Handball: SGR-Reserve will Pleite im Derby mit Heimsieg verarbeiten

Handball: SGR-Reserve will Pleite im Derby mit Heimsieg verarbeiten

Der Handball-Verbandsligist trifft auf Kellerkind Cronenberg – das soll jedoch nicht so schlecht sein, wie es die Tabelle aussagt.

(wm) Eigentlich ballert die SG Ratingen II daheim an der Gothaer Straße alles aus der Halle, was sich in den Weg stellt. Daheim sind die Ratinger unbesiegt (neun Heimspiele/ sieben Siege), aber vor dem zehnten Heimmatch gegen die TG Cronenberg (Samstag, 15.30 Uhr) hat Trainer Rene Osterwind doch erhebliche Bedenken: „Wir alle begreifen nicht, wie diese starken Cronenberger so tief unten drin stehen. Viertletzter Platz, das ist unglaublich. Die haben zuletzt Aufderhöhe größte Probleme bereitet. Jedenfalls haben wir uns auf eine hammerharte Aufgabe vorbereitet. Wir wollen erneut zeigen, wie stark wir in eigener Halle sind und ungeschlagen bleiben.“

Erstmals in dieser Saison ist Nils Koßmann wieder dabei, der ewig mit seiner Schulterverletzung zu kämpfen hatte. Und auch Benny Karmaat kehrt in den Kasten zurück. Die Ratinger haben nun 18 Punkte und Platz acht sollte eigentlich viel Sicherheit geben. Aber Osterwind warnt: „Stell Dir mal vor, wir holen vier Wochen lang nichts Zählbares. Dann ist der Teufel los. Und das muss nicht sein, wir müssen deshalb diese Cronenberger unbedingt schlagen.“ Dort haben seine auswärtsschwachen Schützlinge im Hinspiel 27:28 verloren.

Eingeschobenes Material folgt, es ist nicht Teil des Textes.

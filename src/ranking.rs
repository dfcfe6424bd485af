//! # Deal Ranker
//!
//! Orders a product collection by discount magnitude and returns the top-N.
//!
//! The sort is stable: products with equal discounts keep their relative
//! order from the input sequence, and no secondary field is consulted.

use crate::catalog_model::Product;
use std::cmp::Ordering;

/// Rank assigned to an item without a parseable discount.
///
/// Only relevant when ranking raw, unfiltered collections through
/// [`top_deals_by_key`]; ingested products always carry a discount.
pub const MISSING_DISCOUNT_RANK: f64 = -1.0;

/// Top `limit` products by discount descending.
///
/// Returns fewer than `limit` when the input is smaller, and an empty
/// vector for empty input. Ties preserve input order.
pub fn top_deals(products: &[Product], limit: usize) -> Vec<Product> {
    top_deals_by_key(products, limit, |p| Some(p.discount))
        .into_iter()
        .cloned()
        .collect()
}

/// Generic top-N selection over any rank-keyed items.
///
/// `key` yields the discount for an item; `None` ranks as
/// [`MISSING_DISCOUNT_RANK`], below every real discount. Used directly when
/// ranking collections that have not been through ingestion filtering.
pub fn top_deals_by_key<T, F>(items: &[T], limit: usize, key: F) -> Vec<&T>
where
    F: Fn(&T) -> Option<f64>,
{
    let rank = |item: &T| key(item).unwrap_or(MISSING_DISCOUNT_RANK);

    let mut ranked: Vec<&T> = items.iter().collect();
    // sort_by is stable, so equal ranks keep input order
    ranked.sort_by(|a, b| {
        rank(b)
            .partial_cmp(&rank(a))
            .unwrap_or(Ordering::Equal)
    });
    ranked.truncate(limit);
    ranked
}

#[cfg(test)]
mod tests {
    use super::*;

    fn product(name: &str, discount: f64) -> Product {
        Product::new(name, 100.0, discount)
    }

    fn names(products: &[Product]) -> Vec<&str> {
        products.iter().map(|p| p.name.as_str()).collect()
    }

    #[test]
    fn test_sorted_by_discount_descending() {
        let products = vec![
            product("mid", 25.0),
            product("low", 5.0),
            product("high", 60.0),
        ];
        let top = top_deals(&products, 3);
        assert_eq!(names(&top), ["high", "mid", "low"]);
    }

    #[test]
    fn test_limit_truncates() {
        let products = vec![
            product("a", 10.0),
            product("b", 20.0),
            product("c", 30.0),
            product("d", 40.0),
        ];
        assert_eq!(top_deals(&products, 2).len(), 2);
        assert_eq!(names(&top_deals(&products, 2)), ["d", "c"]);
        // Fewer items than the limit is fine
        assert_eq!(top_deals(&products, 10).len(), 4);
    }

    #[test]
    fn test_equal_discounts_keep_input_order() {
        let products = vec![
            product("X", 30.0),
            product("Y", 30.0),
            product("Z", 30.0),
        ];
        let top = top_deals(&products, 2);
        assert_eq!(names(&top), ["X", "Y"]);
    }

    #[test]
    fn test_ties_interleaved_with_other_ranks() {
        let products = vec![
            product("first-40", 40.0),
            product("first-50", 50.0),
            product("second-40", 40.0),
        ];
        let top = top_deals(&products, 3);
        assert_eq!(names(&top), ["first-50", "first-40", "second-40"]);
    }

    #[test]
    fn test_empty_input() {
        assert!(top_deals(&[], 5).is_empty());
    }

    #[test]
    fn test_missing_discount_ranks_last() {
        // Raw rows before ingestion filtering: discount may be absent
        let raw: Vec<(&str, Option<f64>)> = vec![
            ("no-discount", None),
            ("small", Some(5.0)),
            ("zero", Some(0.0)),
        ];
        let ranked = top_deals_by_key(&raw, 3, |(_, d)| *d);
        let order: Vec<&str> = ranked.iter().map(|(n, _)| *n).collect();
        assert_eq!(order, ["small", "zero", "no-discount"]);
    }
}
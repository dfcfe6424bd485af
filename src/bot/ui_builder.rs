//! UI Builder module for creating keyboards and formatting product cards

use teloxide::types::{InlineKeyboardButton, InlineKeyboardMarkup};

use crate::catalog_model::{CategoryPath, Product};

/// Callback payload prefixes shared with the callback handler
pub const CB_HOME: &str = "home";
pub const CB_SOURCE_PREFIX: &str = "src:";
pub const CB_CATEGORY_PREFIX: &str = "cat:";

/// Buttons per keyboard row in menus
const MENU_COLUMNS: usize = 2;

/// Title-case a source key for display ("electronics" -> "Electronics")
pub fn title_case(key: &str) -> String {
    let mut chars = key.chars();
    match chars.next() {
        Some(first) => first.to_uppercase().collect::<String>() + chars.as_str(),
        None => String::new(),
    }
}

/// Two-column inline keyboard over the loaded sources
pub fn source_menu_keyboard(sources: &[String]) -> InlineKeyboardMarkup {
    let buttons: Vec<InlineKeyboardButton> = sources
        .iter()
        .map(|key| {
            InlineKeyboardButton::callback(title_case(key), format!("{CB_SOURCE_PREFIX}{key}"))
        })
        .collect();
    InlineKeyboardMarkup::new(two_column_rows(buttons))
}

/// Two-column keyboard over categories, with a Back row.
///
/// Each button's payload carries the full category path so the callback
/// handler can drill down or fetch deals without extra state.
pub fn category_keyboard(
    source_key: &str,
    parent_category: Option<&str>,
    categories: &[String],
) -> InlineKeyboardMarkup {
    let buttons: Vec<InlineKeyboardButton> = categories
        .iter()
        .map(|category| {
            let full_path = match parent_category {
                Some(parent) => CategoryPath::parse(parent).join(category).to_string(),
                None => category.clone(),
            };
            InlineKeyboardButton::callback(
                category.clone(),
                format!("{CB_CATEGORY_PREFIX}{source_key}:{full_path}"),
            )
        })
        .collect();

    let mut rows = two_column_rows(buttons);
    let back_target = match parent_category {
        Some(_) => format!("{CB_SOURCE_PREFIX}{source_key}"),
        None => CB_HOME.to_string(),
    };
    rows.push(vec![InlineKeyboardButton::callback("⬅️ Back", back_target)]);
    InlineKeyboardMarkup::new(rows)
}

/// Single Back button returning to a source's category menu
pub fn back_keyboard(source_key: &str) -> InlineKeyboardMarkup {
    InlineKeyboardMarkup::new(vec![vec![InlineKeyboardButton::callback(
        "⬅️ Back",
        format!("{CB_SOURCE_PREFIX}{source_key}"),
    )]])
}

/// "Buy Now" keyboard for one product, when its purchase link is a valid URL
pub fn buy_keyboard(product: &Product) -> Option<InlineKeyboardMarkup> {
    let url = reqwest::Url::parse(&product.purchase_link).ok()?;
    Some(InlineKeyboardMarkup::new(vec![vec![
        InlineKeyboardButton::url("🛍️ Buy Now", url),
    ]]))
}

/// Markdown product card with the fields the presentation contract needs:
/// name, price, optional MRP, discount, derived savings, and the image
/// embedded through a zero-width link so the photo previews above the text.
pub fn format_product_card(product: &Product) -> String {
    let mut card = format!("[⁣]({})\n", product.image_url);
    card.push_str(&format!("📦 *{}*\n\n", product.name));
    card.push_str(&format!("💰 *Price:* ₹{}\n", format_amount(product.price)));
    if let Some(mrp) = product.mrp {
        card.push_str(&format!("📌 *MRP:* ₹{}\n", format_amount(mrp)));
    }
    card.push_str(&format!(
        "🏷️ *Discount:* {}%\n",
        format_amount(product.discount)
    ));
    if let Some(savings) = product.savings() {
        if savings > 0.0 {
            card.push_str(&format!("💸 *You save:* ₹{}\n", format_amount(savings)));
        }
    }
    card
}

/// Render an amount without a trailing ".0" for whole values
fn format_amount(value: f64) -> String {
    if value.fract() == 0.0 {
        format!("{}", value as i64)
    } else {
        format!("{value:.2}")
    }
}

/// Pack buttons into rows of two
fn two_column_rows(buttons: Vec<InlineKeyboardButton>) -> Vec<Vec<InlineKeyboardButton>> {
    let mut rows = Vec::new();
    let mut iter = buttons.into_iter().peekable();
    while iter.peek().is_some() {
        rows.push(iter.by_ref().take(MENU_COLUMNS).collect());
    }
    rows
}
//! # Query Facade
//!
//! The single entry point the presentation layer calls: source enumeration,
//! category listing, subcategory listing, and top-deals retrieval. External
//! identifiers (source key, raw category string) are translated here into
//! catalog store lookups.
//!
//! Every operation is a pure read over the immutable store; concurrent
//! callers need no synchronization.

use crate::catalog_config::{DEFAULT_ITEMS_PER_PAGE, MAX_DEALS_LIMIT};
use crate::catalog_model::{CategoryPath, Product};
use crate::ranking::top_deals;
use crate::store::CatalogStore;
use std::sync::Arc;

/// Errors a facade query can return
#[derive(Debug, Clone, PartialEq)]
pub enum QueryError {
    /// The referenced source key was never loaded
    UnknownSource(String),
}

impl std::fmt::Display for QueryError {
    fn fmt(&self, f: &mut std::fmt::Formatter<'_>) -> std::fmt::Result {
        match self {
            QueryError::UnknownSource(key) => write!(f, "Unknown source: {key}"),
        }
    }
}

impl std::error::Error for QueryError {}

/// Read-only query interface over a loaded catalog store
#[derive(Debug, Clone)]
pub struct CatalogQuery {
    store: Arc<CatalogStore>,
}

impl CatalogQuery {
    pub fn new(store: Arc<CatalogStore>) -> Self {
        Self { store }
    }

    /// Ordered source keys, used to build the initial menu
    pub fn sources(&self) -> Vec<String> {
        self.store.sources().into_iter().map(String::from).collect()
    }

    /// Top-level categories of one source, sorted lexicographically
    pub fn main_categories(&self, source_key: &str) -> Result<Vec<String>, QueryError> {
        self.taxonomy_for(source_key)
            .map(|taxonomy| taxonomy.level_one())
    }

    /// Immediate child categories under `parent_category` (a raw category
    /// string like `"Electronics"` or `"Electronics > Mobiles"`).
    ///
    /// An empty listing is the normal answer for a leaf or unknown parent;
    /// only an unknown source is an error.
    pub fn subcategories(
        &self,
        source_key: &str,
        parent_category: &str,
    ) -> Result<Vec<String>, QueryError> {
        let parent = CategoryPath::parse(parent_category);
        self.taxonomy_for(source_key)
            .map(|taxonomy| taxonomy.children_of(parent.segments()))
    }

    /// Top deals for a category node, discount descending.
    ///
    /// `limit` defaults to the presentation page size and is bounded to
    /// [`MAX_DEALS_LIMIT`]. A category with no products yields an empty
    /// vector, not an error.
    pub fn top_deals(
        &self,
        source_key: &str,
        category: &str,
        limit: Option<usize>,
    ) -> Result<Vec<Product>, QueryError> {
        if !self.store.contains_source(source_key) {
            return Err(QueryError::UnknownSource(source_key.to_string()));
        }

        let limit = limit
            .unwrap_or(DEFAULT_ITEMS_PER_PAGE)
            .clamp(1, MAX_DEALS_LIMIT);
        let path = CategoryPath::parse(category);
        let products = self.store.products_for(source_key, &path);
        Ok(top_deals(products, limit))
    }

    fn taxonomy_for(&self, source_key: &str) -> Result<&crate::taxonomy::Taxonomy, QueryError> {
        self.store
            .taxonomy(source_key)
            .ok_or_else(|| QueryError::UnknownSource(source_key.to_string()))
    }
}
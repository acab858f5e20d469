use async_trait::async_trait;
use cadence_core::Job;

/// Result of one execution attempt.
#[derive(Debug, Clone, PartialEq, Eq)]
pub enum ExecutionOutcome {
    Success,
    Failure(String),
}

impl ExecutionOutcome {
    pub fn failure(reason: impl Into<String>) -> Self {
        ExecutionOutcome::Failure(reason.into())
    }

    pub fn is_success(&self) -> bool {
        matches!(self, ExecutionOutcome::Success)
    }
}

impl<E: std::fmt::Display> From<Result<(), E>> for ExecutionOutcome {
    fn from(result: Result<(), E>) -> Self {
        match result {
            Ok(()) => ExecutionOutcome::Success,
            Err(e) => ExecutionOutcome::Failure(e.to_string()),
        }
    }
}

/// The work a job performs, supplied by the embedding application.
///
/// The engine knows nothing about payload semantics. Implementations should
/// finish well within the lock TTL; a panic is recorded as a failure.
#[async_trait]
pub trait JobExecutor: Send + Sync {
    async fn execute(&self, job: &Job) -> ExecutionOutcome;
}
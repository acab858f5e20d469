use std::time::Duration;

use async_trait::async_trait;
use uuid::Uuid;

use crate::error::Result;

/// Shared key-value lock service used to keep two workers from executing
/// the same job at once.
///
/// Every operation is non-blocking: a held key makes `try_acquire` return
/// `false` immediately rather than wait.
#[async_trait]
pub trait LockService: Send + Sync {
    /// Set `key = token` with expiry `ttl` only if `key` is absent (or expired).
    async fn try_acquire(&self, key: &str, token: &str, ttl: Duration) -> Result<bool>;

    /// Delete `key` only if it still holds `expected`. Returns whether a
    /// delete happened; `false` means the lock expired or changed hands.
    async fn compare_and_delete(&self, key: &str, expected: &str) -> Result<bool>;

    /// Current owner token, if the key is held.
    async fn get(&self, key: &str) -> Result<Option<String>>;

    /// Push the expiry of `key` out to `ttl` from now, only if it still
    /// holds `token`.
    async fn renew(&self, key: &str, token: &str, ttl: Duration) -> Result<bool>;
}

/// Fresh opaque owner token for one acquisition attempt.
pub fn new_token() -> String {
    Uuid::new_v4().to_string()
}
//! Shared fixtures for the engine's unit tests.

use std::sync::atomic::{AtomicUsize, Ordering};
use std::sync::{Arc, Mutex};
use std::time::Duration;

use async_trait::async_trait;
use cadence_core::{Job, JobStatus, LogStatus, Recurrence};
use cadence_lock::{LockError, LockService, MemoryLockService};
use cadence_store::{JobStore, SqliteJobStore};
use chrono::{DateTime, Utc};
use rusqlite::Connection;
use serde_json::json;
use tokio::sync::Notify;

use crate::executor::{ExecutionOutcome, JobExecutor};

pub fn memory_store() -> Arc<SqliteJobStore> {
    Arc::new(SqliteJobStore::new(Connection::open_in_memory().unwrap()).unwrap())
}

pub fn due_job(name: &str, scheduled_at: DateTime<Utc>, recurrence: Recurrence) -> Job {
    Job::new(name, json!({}), scheduled_at, recurrence, 3, Utc::now())
}

/// Returns a fixed outcome and counts calls.
pub struct FixedExecutor {
    outcome: ExecutionOutcome,
    pub calls: AtomicUsize,
}

impl FixedExecutor {
    pub fn new(outcome: ExecutionOutcome) -> Arc<Self> {
        Arc::new(Self {
            outcome,
            calls: AtomicUsize::new(0),
        })
    }

    pub fn calls(&self) -> usize {
        self.calls.load(Ordering::SeqCst)
    }
}

#[async_trait]
impl JobExecutor for FixedExecutor {
    async fn execute(&self, _job: &Job) -> ExecutionOutcome {
        self.calls.fetch_add(1, Ordering::SeqCst);
        self.outcome.clone()
    }
}

/// Fails the first `failures` calls, then succeeds.
pub struct FlakyExecutor {
    failures: usize,
    calls: AtomicUsize,
}

impl FlakyExecutor {
    pub fn new(failures: usize) -> Arc<Self> {
        Arc::new(Self {
            failures,
            calls: AtomicUsize::new(0),
        })
    }

    pub fn calls(&self) -> usize {
        self.calls.load(Ordering::SeqCst)
    }
}

#[async_trait]
impl JobExecutor for FlakyExecutor {
    async fn execute(&self, _job: &Job) -> ExecutionOutcome {
        let call = self.calls.fetch_add(1, Ordering::SeqCst);
        if call < self.failures {
            ExecutionOutcome::failure(format!("flaky call {}", call + 1))
        } else {
            ExecutionOutcome::Success
        }
    }
}

pub struct PanickingExecutor;

#[async_trait]
impl JobExecutor for PanickingExecutor {
    async fn execute(&self, _job: &Job) -> ExecutionOutcome {
        panic!("executor blew up");
    }
}

/// Blocks every execution until [`GatedExecutor::open`] is called.
pub struct GatedExecutor {
    gate: Notify,
    pub started: AtomicUsize,
}

impl GatedExecutor {
    pub fn new() -> Arc<Self> {
        Arc::new(Self {
            gate: Notify::new(),
            started: AtomicUsize::new(0),
        })
    }

    pub fn open(&self) {
        self.gate.notify_waiters();
    }

    pub fn started(&self) -> usize {
        self.started.load(Ordering::SeqCst)
    }
}

#[async_trait]
impl JobExecutor for GatedExecutor {
    async fn execute(&self, _job: &Job) -> ExecutionOutcome {
        let opened = self.gate.notified();
        self.started.fetch_add(1, Ordering::SeqCst);
        opened.await;
        ExecutionOutcome::Success
    }
}

/// Sleeps for a fixed duration, then succeeds.
pub struct SlowExecutor(pub Duration);

#[async_trait]
impl JobExecutor for SlowExecutor {
    async fn execute(&self, _job: &Job) -> ExecutionOutcome {
        tokio::time::sleep(self.0).await;
        ExecutionOutcome::Success
    }
}

/// Lock service whose backend is always unreachable.
pub struct DownLockService;

#[async_trait]
impl LockService for DownLockService {
    async fn try_acquire(&self, _: &str, _: &str, _: Duration) -> cadence_lock::Result<bool> {
        Err(LockError::Unavailable("connection refused".to_string()))
    }

    async fn compare_and_delete(&self, _: &str, _: &str) -> cadence_lock::Result<bool> {
        Err(LockError::Unavailable("connection refused".to_string()))
    }

    async fn get(&self, _: &str) -> cadence_lock::Result<Option<String>> {
        Err(LockError::Unavailable("connection refused".to_string()))
    }

    async fn renew(&self, _: &str, _: &str, _: Duration) -> cadence_lock::Result<bool> {
        Err(LockError::Unavailable("connection refused".to_string()))
    }
}

/// Job row as seen at the moment its lock was released.
#[derive(Debug, Clone, PartialEq, Eq)]
pub struct ReleaseSnapshot {
    pub status: JobStatus,
    pub retry_count: u32,
    pub last_log: Option<LogStatus>,
}

/// In-memory lock service that reads the job row and its log on every
/// release, before delegating.
pub struct RecordingLockService {
    inner: MemoryLockService,
    store: Arc<SqliteJobStore>,
    releases: Mutex<Vec<ReleaseSnapshot>>,
}

impl RecordingLockService {
    pub fn new(store: Arc<SqliteJobStore>) -> Arc<Self> {
        Arc::new(Self {
            inner: MemoryLockService::new(),
            store,
            releases: Mutex::new(Vec::new()),
        })
    }

    pub fn releases(&self) -> Vec<ReleaseSnapshot> {
        self.releases.lock().unwrap().clone()
    }
}

#[async_trait]
impl LockService for RecordingLockService {
    async fn try_acquire(&self, key: &str, token: &str, ttl: Duration) -> cadence_lock::Result<bool> {
        self.inner.try_acquire(key, token, ttl).await
    }

    async fn compare_and_delete(&self, key: &str, token: &str) -> cadence_lock::Result<bool> {
        let job_id = key.strip_prefix("job-lock:").unwrap();
        let job = self.store.get_job(job_id).unwrap().unwrap();
        let last_log = self.store.list_logs(job_id).unwrap().last().map(|l| l.status);
        self.releases.lock().unwrap().push(ReleaseSnapshot {
            status: job.status,
            retry_count: job.retry_count,
            last_log,
        });
        self.inner.compare_and_delete(key, token).await
    }

    async fn get(&self, key: &str) -> cadence_lock::Result<Option<String>> {
        self.inner.get(key).await
    }

    async fn renew(&self, key: &str, token: &str, ttl: Duration) -> cadence_lock::Result<bool> {
        self.inner.renew(key, token, ttl).await
    }
}

/// Poll `cond` every few milliseconds until it holds or `within` elapses.
pub async fn eventually(within: Duration, mut cond: impl FnMut() -> bool) -> bool {
    let deadline = tokio::time::Instant::now() + within;
    while tokio::time::Instant::now() < deadline {
        if cond() {
            return true;
        }
        tokio::time::sleep(Duration::from_millis(5)).await;
    }
    cond()
}
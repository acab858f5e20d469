use thiserror::Error;

/// Lock service failures. Contention is *not* an error: `try_acquire`
/// simply returns `false`.
#[derive(Debug, Error)]
pub enum LockError {
    #[error("Redis error: {0}")]
    Redis(#[from] redis::RedisError),

    #[error("Lock service unavailable: {0}")]
    Unavailable(String),
}

pub type Result<T> = std::result::Result<T, LockError>;
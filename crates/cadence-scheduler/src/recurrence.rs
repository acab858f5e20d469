use cadence_core::{Job, Recurrence};
use cadence_store::JobStore;
use chrono::{DateTime, Days, Utc};
use tracing::{debug, info};

use crate::error::Result;

/// Next occurrence for `rule`, counted from the job's own `scheduled_at`
/// rather than from when it actually ran. `None` for non-recurring or
/// unrecognised rules.
pub fn next_occurrence(scheduled_at: DateTime<Utc>, rule: &Recurrence) -> Option<DateTime<Utc>> {
    match rule {
        Recurrence::Daily => scheduled_at.checked_add_days(Days::new(1)),
        Recurrence::Weekly => scheduled_at.checked_add_days(Days::new(7)),
        Recurrence::None | Recurrence::Other(_) => None,
    }
}

/// Insert the successor row for a successfully executed recurring job.
///
/// The original row is left untouched. Returns the new job, or `None` if the
/// rule produces no further occurrence.
pub fn reschedule(store: &dyn JobStore, job: &Job, now: DateTime<Utc>) -> Result<Option<Job>> {
    let Some(next_at) = next_occurrence(job.scheduled_at, &job.recurrence) else {
        if let Recurrence::Other(ref raw) = job.recurrence {
            debug!(job_id = %job.id, rule = %raw, "unrecognised recurrence rule, not rescheduling");
        }
        return Ok(None);
    };

    let successor = store.insert_job(&job.successor(next_at, now))?;
    info!(
        job_id = %job.id,
        next_job_id = %successor.id,
        scheduled_at = %successor.scheduled_at,
        "recurring job rescheduled"
    );
    Ok(Some(successor))
}
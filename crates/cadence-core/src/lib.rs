//! `cadence-core`: shared job types, configuration, and errors for the
//! Cadence scheduler workspace.

pub mod config;
pub mod error;
pub mod types;

pub use config::CadenceConfig;
pub use error::{CadenceError, Result};
pub use types::{Job, JobLog, JobPatch, JobStatus, LogStatus, Recurrence};
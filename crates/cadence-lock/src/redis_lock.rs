use std::time::Duration;

use async_trait::async_trait;
use redis::aio::ConnectionManager;
use redis::Script;
use tracing::{debug, info};

use crate::error::Result;
use crate::service::LockService;

// Both scripts compare the stored token before touching the key, so a holder
// whose lock expired and was re-taken cannot delete or extend the new lock.
const COMPARE_AND_DELETE: &str = r#"
if redis.call("GET", KEYS[1]) == ARGV[1] then
    return redis.call("DEL", KEYS[1])
else
    return 0
end
"#;

const COMPARE_AND_EXPIRE: &str = r#"
if redis.call("GET", KEYS[1]) == ARGV[1] then
    return redis.call("PEXPIRE", KEYS[1], ARGV[2])
else
    return 0
end
"#;

/// Redis-backed lock service shared by every worker process.
///
/// Acquisition is `SET key token NX PX ttl`; release and renewal are Lua
/// scripts so the token check and the mutation happen atomically server-side.
#[derive(Clone)]
pub struct RedisLockService {
    conn: ConnectionManager,
    release: Script,
    extend: Script,
}

impl RedisLockService {
    /// Connect to `url` (e.g. `redis://127.0.0.1:6379`). The connection
    /// manager reconnects transparently after transient failures.
    pub async fn connect(url: &str) -> Result<Self> {
        let client = redis::Client::open(url)?;
        let conn = ConnectionManager::new(client).await?;
        info!(url, "connected to redis lock service");
        Ok(Self {
            conn,
            release: Script::new(COMPARE_AND_DELETE),
            extend: Script::new(COMPARE_AND_EXPIRE),
        })
    }
}

fn ttl_millis(ttl: Duration) -> u64 {
    // PX 0 is rejected by Redis.
    (ttl.as_millis() as u64).max(1)
}

#[async_trait]
impl LockService for RedisLockService {
    async fn try_acquire(&self, key: &str, token: &str, ttl: Duration) -> Result<bool> {
        let mut conn = self.conn.clone();
        let reply: Option<String> = redis::cmd("SET")
            .arg(key)
            .arg(token)
            .arg("NX")
            .arg("PX")
            .arg(ttl_millis(ttl))
            .query_async(&mut conn)
            .await?;
        let acquired = reply.is_some();
        debug!(key, acquired, "redis lock acquire");
        Ok(acquired)
    }

    async fn compare_and_delete(&self, key: &str, expected: &str) -> Result<bool> {
        let mut conn = self.conn.clone();
        let deleted: i64 = self
            .release
            .key(key)
            .arg(expected)
            .invoke_async(&mut conn)
            .await?;
        Ok(deleted == 1)
    }

    async fn get(&self, key: &str) -> Result<Option<String>> {
        let mut conn = self.conn.clone();
        let token: Option<String> = redis::cmd("GET").arg(key).query_async(&mut conn).await?;
        Ok(token)
    }

    async fn renew(&self, key: &str, token: &str, ttl: Duration) -> Result<bool> {
        let mut conn = self.conn.clone();
        let extended: i64 = self
            .extend
            .key(key)
            .arg(token)
            .arg(ttl_millis(ttl))
            .invoke_async(&mut conn)
            .await?;
        Ok(extended == 1)
    }
}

Noch einer brennt auf diese Heimpartie. Das ist der Mittelmann Jan-Niklas Sinnwell. Ist er gut drauf, läuft es auch bestens im Angriffsspiel. Und dass er mt seinen 22 Jahren noch Formschwankend unterliegt, dafür hat jeder an der Gothaer Straße volles Verständnis. „Ich habe keine Erklärung, warum wir zuletzt gegen den Turnverein restlos versagt haben“, so der BWL-Student aus Duisburg. Er fühlt sich jedenfalls rundherum wohl bei der SG-Reserve. „Lezek Hoft nahm mich in der letzten Saison unter seine Fittiche, unser alter Trainer brachte mir bei, wie sich ein Mittelmann zu verhalten hat. Über diesen Weg habe ich mit einen Stammplatz erobert.“

Auch Kreisläufer Alex Enders freut auf dieses Heimmatch. Zumal sich Besuch angesagt hat. Seine Onkel Werner Enders, inzwischen 72 Jahre alt, ehemaliger Ingenieur und ehemaliger Erfolgscoach des TV Angermund (Aufstieg 2. Bundesliga), kommt an die Gothaer Straße. Er will erstmals seit geraumer Zeit seinen Neffen wieder spielen sehen. Und das zur rechten zeit – der ist nämlich in Bombenform. Und gibt das Lob weiter: „Ich lebe im Schwerpunkt von den Anspielen von Bastian Lindner“, so der baumlange Kreisläufer, der wie kaum ein anderer die Bälle, egal ob oben der unten, mit einer Hand fängt und mit seinen zwei Metern Körpergröße unglaublich hart abfeuern kann.